Welcome back, guys!!
So in the last post of this series, we saw how to select columns and filter rows to obtain results from a relational database using the SQL syntax in simple ways. That was the first thing to know about writing queries and extracting data from a database using SQL syntax. In this article, we are going to walk through the steps of using aggregate functions to summarize data and gain useful insights, how to deal with missing values, sorting and grouping the results gotten from our queries and we will also see how to use aliasing to make results more readable.
In case, you are just getting started on SQL, you can check out the first article in this series.
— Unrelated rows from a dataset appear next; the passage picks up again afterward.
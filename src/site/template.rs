//! Page shells for `index.html` and `patterns.html`.
//!
//! No template engine: pages are assembled with `format!`. Everything that
//! comes from the dataset or configuration goes through `html_escape`; the
//! card container and pattern sections arrive already escaped.

use super::stats::CatalogStats;
use crate::view::{TierToggles, html_escape};

/// Options shared by every generated page.
#[derive(Debug, Clone)]
pub struct SiteOptions {
    pub title: String,

    /// Shown in the footer, e.g. `2025-11-25 02:57 UTC`
    pub last_updated: String,

    /// Initial checkbox states; the pre-rendered cards use the same toggles.
    pub filters: TierToggles,
}

impl Default for SiteOptions {
    fn default() -> Self {
        Self {
            title: "Discovery Registry".to_string(),
            last_updated: String::new(),
            filters: TierToggles::default(),
        }
    }
}

fn checked(on: bool) -> &'static str {
    if on { " checked" } else { "" }
}

fn render_head(title: &str, page: &str) -> String {
    format!(
        r#"<!DOCTYPE html>
<html lang="en">
<head>
    <meta charset="UTF-8">
    <meta name="viewport" content="width=device-width, initial-scale=1.0">
    <meta name="generator" content="discovery-catalog">
    <title>{page} · {title}</title>
    <link rel="stylesheet" href="style.css">
</head>"#,
        page = html_escape(page),
        title = html_escape(title),
    )
}

fn render_nav() -> &'static str {
    r#"<nav aria-label="Site">
                <a href="index.html">Registry</a>
                <a href="patterns.html">Pattern Library</a>
            </nav>"#
}

fn render_footer(options: &SiteOptions) -> String {
    format!(
        r#"    <footer class="footer">Last updated: {}</footer>"#,
        html_escape(&options.last_updated)
    )
}

/// The registry page: header stats, controls, and the pre-rendered cards.
pub fn render_index(
    options: &SiteOptions,
    stats: &CatalogStats,
    visible_count: usize,
    cards_html: &str,
) -> String {
    format!(
        r#"{head}
<body>
    <header class="header" role="banner">
        <h1 class="title">{title}</h1>
        {nav}
        <div class="stats">
            <div><span class="stat-value">{total}</span><span class="stat-label">Discoveries</span></div>
            <div><span class="stat-value">{high}</span><span class="stat-label">High Quality</span></div>
            <div><span class="stat-value">{languages}</span><span class="stat-label">Languages</span></div>
        </div>
    </header>
    <main role="main">
        <div class="controls">
            <input type="search" id="searchInput" placeholder="Search by name, owner, language, or pattern..." aria-label="Search discoveries">
            <label class="filter-toggle"><input type="checkbox" id="filterHighQuality"{high_checked}> High (7+)</label>
            <label class="filter-toggle"><input type="checkbox" id="filterMediumQuality"{medium_checked}> Medium (5-6)</label>
            <label class="filter-toggle"><input type="checkbox" id="filterLowQuality"{low_checked}> Lower (&lt;5)</label>
            <span class="visible-count">Showing <span id="totalCount">{visible}</span> discoveries</span>
        </div>
        {cards}
    </main>
{footer}
    <script src="search.js"></script>
</body>
</html>
"#,
        head = render_head(&options.title, "Registry"),
        title = html_escape(&options.title),
        nav = render_nav(),
        total = stats.total,
        high = stats.high_quality,
        languages = stats.language_count,
        high_checked = checked(options.filters.show_high),
        medium_checked = checked(options.filters.show_medium),
        low_checked = checked(options.filters.show_low),
        visible = visible_count,
        cards = cards_html,
        footer = render_footer(options),
    )
}

/// The pattern library page wrapping the rendered group sections.
pub fn render_patterns_page(options: &SiteOptions, sections_html: &str) -> String {
    let body = if sections_html.trim().is_empty() {
        r#"<p class="empty">No patterns recorded yet.</p>"#
    } else {
        sections_html
    };
    format!(
        r#"{head}
<body>
    <header class="header" role="banner">
        <h1 class="title">Pattern Library</h1>
        {nav}
        <p>Discovery patterns found across {title}</p>
    </header>
    <main role="main">
{body}
    </main>
{footer}
</body>
</html>
"#,
        head = render_head(&options.title, "Pattern Library"),
        nav = render_nav(),
        title = html_escape(&options.title),
        body = body,
        footer = render_footer(options),
    )
}
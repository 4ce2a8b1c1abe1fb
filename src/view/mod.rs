//! Filter/render pipeline for the discovery catalog.
//!
//! Dataset -> [`Card::project`] for every record -> [`is_visible`] under the
//! current [`ViewState`] -> visible count. [`ViewController`] owns the cards
//! and state and reruns the whole pass on every input event.

pub mod card;
pub mod controller;
pub mod escape;
pub mod filter;

pub use card::{Card, CardKeys, QualityTier, contact_summary};
pub use controller::{ViewController, ViewEvent};
pub use escape::html_escape;
pub use filter::{TierToggles, ViewState, is_visible};
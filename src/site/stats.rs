//! Catalog-wide statistics shown in the page header and `catalog stats`.

use std::collections::{BTreeSet, HashMap};

use serde::Serialize;

use crate::model::Dataset;
use crate::view::QualityTier;

#[derive(Debug, Clone, PartialEq, Eq, Serialize)]
pub struct PatternCount {
    pub pattern: String,
    pub count: usize,
}

#[derive(Debug, Clone, Default, PartialEq, Eq, Serialize)]
pub struct CatalogStats {
    pub total: usize,
    pub high_quality: usize,
    pub medium_quality: usize,
    pub low_quality: usize,
    /// Distinct non-empty languages.
    pub language_count: usize,
    /// Most used first; ties by pattern text.
    pub patterns: Vec<PatternCount>,
}

impl CatalogStats {
    pub fn from_dataset(dataset: &Dataset) -> Self {
        let mut stats = Self {
            total: dataset.len(),
            ..Default::default()
        };
        let mut languages = BTreeSet::new();
        let mut pattern_counts: HashMap<&str, usize> = HashMap::new();

        for record in dataset.records() {
            match QualityTier::from_score(record.quality.score) {
                QualityTier::High => stats.high_quality += 1,
                QualityTier::Medium => stats.medium_quality += 1,
                QualityTier::Low => stats.low_quality += 1,
            }
            if let Some(language) = record.repository.language.as_deref()
                && !language.is_empty()
            {
                languages.insert(language);
            }
            for pattern in &record.discovery.patterns_found {
                *pattern_counts.entry(pattern.as_str()).or_default() += 1;
            }
        }

        stats.language_count = languages.len();
        stats.patterns = pattern_counts
            .into_iter()
            .map(|(pattern, count)| PatternCount {
                pattern: pattern.to_string(),
                count,
            })
            .collect();
        stats
            .patterns
            .sort_by(|a, b| b.count.cmp(&a.count).then_with(|| a.pattern.cmp(&b.pattern)));
        stats
    }

    pub fn pattern_count(&self, pattern: &str) -> usize {
        self.patterns
            .iter()
            .find(|p| p.pattern == pattern)
            .map_or(0, |p| p.count)
    }
}

#[cfg(test)]
mod tests {
    use super::*;
    use crate::view::card::tests::record;

    #[test]
    fn test_stats_counts() {
        let mut a = record("a", "a", 9);
        a.discovery.patterns_found = vec!["git log".into(), "docker ps".into()];
        let mut b = record("b", "b", 6);
        b.repository.language = Some("Go".into());
        b.discovery.patterns_found = vec!["docker ps".into()];
        let mut c = record("c", "c", 1);
        c.repository.language = None;
        c.discovery.patterns_found = vec!["kubectl get".into()];

        let stats = CatalogStats::from_dataset(&Dataset::new(vec![a, b, c]));
        assert_eq!(stats.total, 3);
        assert_eq!(stats.high_quality, 1);
        assert_eq!(stats.medium_quality, 1);
        assert_eq!(stats.low_quality, 1);
        assert_eq!(stats.language_count, 2);
        assert_eq!(stats.patterns[0].pattern, "docker ps");
        assert_eq!(stats.patterns[0].count, 2);
        assert_eq!(stats.patterns[1].pattern, "git log");
        assert_eq!(stats.pattern_count("kubectl get"), 1);
        assert_eq!(stats.pattern_count("missing"), 0);
    }

    #[test]
    fn test_empty_language_not_counted() {
        let mut a = record("a", "a", 9);
        a.repository.language = Some(String::new());
        let stats = CatalogStats::from_dataset(&Dataset::new(vec![a]));
        assert_eq!(stats.language_count, 0);
    }
}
It contains a brief introduction to SQL and the pre-requisites needed for it. This is the link to the article: jamesfav.hashnode.dev/a-beginners-guide-to-..
TABLE OF CONTENTS
- COUNT statement
- Aliasing
- IS NULL and IS NOT NULL
- Aggregate functions(sum, average, etc)
- Sorting and Grouping Results
The dataset used in this article is the IMDB movies dataset and I made use of only the title, language, genre, votes, duration and year columns. The dataset can be gotten from here: kaggle.com/stefanoleone992/imdb-extensive-d.. Now we know what we will be doing, let us now proceed without much ado.
1. COUNT: The count statement is used to know the number of rows in one or more columns. You can use it to know how many rows are in the whole table. we can do this with the following code.
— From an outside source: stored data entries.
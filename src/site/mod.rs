//! Static site generation.
//!
//! Writes a self-contained directory that can be served as-is:
//!
//! - `index.html` with every card pre-rendered and escaped
//! - `patterns.html`, the pattern library
//! - `discoveries-data.js`, the dataset as a JS binding for external
//!   consumers (the pages do not load it)
//! - `search.js` and `style.css`

pub mod data_js;
pub mod patterns;
pub mod scripts;
pub mod stats;
pub mod styles;
pub mod template;

use std::io::Write;
use std::path::{Path, PathBuf};
use std::time::Instant;

use chrono::{DateTime, Utc};
use serde::Serialize;
use tracing::{debug, info};

use crate::error::CatalogError;
use crate::model::Dataset;
use crate::view::{ViewController, ViewState};

pub use stats::CatalogStats;
pub use template::SiteOptions;

pub const INDEX_FILE: &str = "index.html";
pub const PATTERNS_FILE: &str = "patterns.html";
pub const DATA_FILE: &str = "discoveries-data.js";
pub const SCRIPT_FILE: &str = "search.js";
pub const STYLE_FILE: &str = "style.css";

#[derive(Debug, Clone, Serialize)]
pub struct GeneratedFile {
    pub path: PathBuf,
    pub size_bytes: u64,
}

#[derive(Debug, Clone, Serialize)]
pub struct GeneratedSite {
    pub output_dir: PathBuf,
    pub files: Vec<GeneratedFile>,
    pub stats: CatalogStats,
}

pub struct SiteGenerator {
    options: SiteOptions,
    generated_at: Option<DateTime<Utc>>,
}

impl SiteGenerator {
    pub fn new(options: SiteOptions) -> Self {
        Self {
            options,
            generated_at: None,
        }
    }

    /// Pin the generation timestamp instead of using the current time.
    pub fn with_timestamp(mut self, at: DateTime<Utc>) -> Self {
        self.generated_at = Some(at);
        self
    }

    pub fn options(&self) -> &SiteOptions {
        &self.options
    }

    pub fn generate(&self, dataset: &Dataset, output_dir: &Path) -> Result<GeneratedSite, CatalogError> {
        let started = Instant::now();
        let generated_at = self.generated_at.unwrap_or_else(Utc::now);
        info!(
            component = "site",
            operation = "generate",
            records = dataset.len(),
            output_dir = %output_dir.display(),
            "Generating static site"
        );

        std::fs::create_dir_all(output_dir).map_err(|source| CatalogError::Write {
            path: output_dir.to_path_buf(),
            source,
        })?;

        let stats = CatalogStats::from_dataset(dataset);
        let mut options = self.options.clone();
        if options.last_updated.is_empty() {
            options.last_updated = generated_at.format("%Y-%m-%d %H:%M UTC").to_string();
        }

        let controller = ViewController::with_state(dataset, ViewState::new("", options.filters));
        let index_html = template::render_index(
            &options,
            &stats,
            controller.visible_count(),
            &controller.render(),
        );
        let patterns_html = template::render_patterns_page(
            &options,
            &patterns::render_pattern_library(dataset, &stats),
        );
        let data_js = data_js::render_data_js(dataset, generated_at)?;
        let search_js = scripts::generate_scripts().search_js;
        let style_css = styles::generate_styles().site_css;

        let mut files = Vec::with_capacity(5);
        for (name, content) in [
            (INDEX_FILE, index_html),
            (PATTERNS_FILE, patterns_html),
            (DATA_FILE, data_js),
            (SCRIPT_FILE, search_js),
            (STYLE_FILE, style_css),
        ] {
            files.push(write_atomic(&output_dir.join(name), &content)?);
        }

        info!(
            component = "site",
            operation = "generate_complete",
            files = files.len(),
            bytes = files.iter().map(|f| f.size_bytes).sum::<u64>(),
            duration_ms = started.elapsed().as_millis() as u64,
            "Static site generated"
        );

        Ok(GeneratedSite {
            output_dir: output_dir.to_path_buf(),
            files,
            stats,
        })
    }
}

impl Default for SiteGenerator {
    fn default() -> Self {
        Self::new(SiteOptions::default())
    }
}

/// Write through a temp file in the same directory, then rename into place.
fn write_atomic(path: &Path, content: &str) -> Result<GeneratedFile, CatalogError> {
    let write_err = |source: std::io::Error| CatalogError::Write {
        path: path.to_path_buf(),
        source,
    };
    let dir = path.parent().unwrap_or_else(|| Path::new("."));
    let mut tmp = tempfile::NamedTempFile::new_in(dir).map_err(write_err)?;
    tmp.write_all(content.as_bytes()).map_err(write_err)?;
    tmp.flush().map_err(write_err)?;
    tmp.persist(path).map_err(|e| write_err(e.error))?;

    debug!(
        component = "site",
        operation = "write_file",
        path = %path.display(),
        bytes = content.len(),
        "Wrote site file"
    );
    Ok(GeneratedFile {
        path: path.to_path_buf(),
        size_bytes: content.len() as u64,
    })
}
//! `discoveries-data.js`: the dataset as a JS binding for client consumers.

use chrono::{DateTime, SecondsFormat, Utc};
use serde::Serialize;

use crate::error::CatalogError;
use crate::model::{Contact, Dataset, DiscoveryInfo, Quality, Repository};

/// Contacts kept per record in the data file.
pub const DATA_CONTACT_LIMIT: usize = 3;

#[derive(Serialize)]
struct DataRecord<'a> {
    repository: &'a Repository,
    discovery: &'a DiscoveryInfo,
    quality: &'a Quality,
    contacts: &'a [Contact],
}

pub fn render_data_js(dataset: &Dataset, generated_at: DateTime<Utc>) -> Result<String, CatalogError> {
    let records: Vec<DataRecord<'_>> = dataset
        .records()
        .iter()
        .map(|r| DataRecord {
            repository: &r.repository,
            discovery: &r.discovery,
            quality: &r.quality,
            contacts: &r.contacts[..r.contacts.len().min(DATA_CONTACT_LIMIT)],
        })
        .collect();

    let json = serde_json::to_string_pretty(&records)?;
    Ok(format!(
        "// Auto-generated from discoveries.json\n// Generated: {}\n\nconst discoveries = {};\n",
        generated_at.to_rfc3339_opts(SecondsFormat::Secs, true),
        json
    ))
}

#[cfg(test)]
mod tests {
    use super::*;
    use crate::model::{Confidence, ContactKind};
    use crate::view::card::tests::record;
    use chrono::TimeZone;

    #[test]
    fn test_data_js_round_trips_through_loader() {
        let mut rec = record("Kong", "kong", 8);
        rec.contacts = (0..5)
            .map(|i| Contact {
                kind: ContactKind::Github,
                value: format!("user{i}"),
                source_file: "README.md".into(),
                confidence: Confidence::Low,
            })
            .collect();
        let ts = Utc.with_ymd_and_hms(2025, 11, 25, 2, 57, 57).unwrap();

        let js = render_data_js(&Dataset::new(vec![rec]), ts).unwrap();
        assert!(js.starts_with("// Auto-generated from discoveries.json\n"));
        assert!(js.contains("// Generated: 2025-11-25T02:57:57Z"));
        assert!(js.trim_end().ends_with("];"));

        let loaded = Dataset::parse(&js).unwrap();
        let contacts = &loaded.records()[0].contacts;
        assert_eq!(contacts.len(), DATA_CONTACT_LIMIT);
        assert_eq!(contacts[2].value, "user2");
    }

    #[test]
    fn test_unknown_contact_types_pass_through() {
        let mut rec = record("Kong", "kong", 8);
        rec.contacts = vec![Contact {
            kind: ContactKind::Other("twitter".into()),
            value: "@kong".into(),
            source_file: "README.md".into(),
            confidence: Confidence::Low,
        }];
        let ts = Utc.with_ymd_and_hms(2025, 11, 25, 2, 57, 57).unwrap();

        let js = render_data_js(&Dataset::new(vec![rec]), ts).unwrap();
        assert!(js.contains(r#""type": "twitter""#));
        assert!(!js.contains(r#""type": "other""#));

        let loaded = Dataset::parse(&js).unwrap();
        assert_eq!(
            loaded.records()[0].contacts[0].kind,
            ContactKind::Other("twitter".into())
        );
    }
}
SELECT COUNT(*) FROM IMDb_movies_csv;
This will produce the following result;
You can also use the COUNT statement to know the number of rows in a specific column. Let us count the number of rows in the title column.
SELECT COUNT(title) FROM IMDb_movies_csv;
Observe the result and compare the result gotten when we counted all the rows.
You will notice it gave us the same number as when we counted all the rows. This is because all the movies have titles, that is, no null row in the title column.
You can also combine COUNT with DISTINCT to know the number of distinct values in a column. Let us count the number of distinct titles and observe the difference.
SELECT COUNT(DISTINCT title) FROM IMDb_movies_csv;
This will give a slightly different result;
Note that you can also COUNT the rows based on a specific condition using the WHERE statement. For example, let us count the number of movies where the language used is English.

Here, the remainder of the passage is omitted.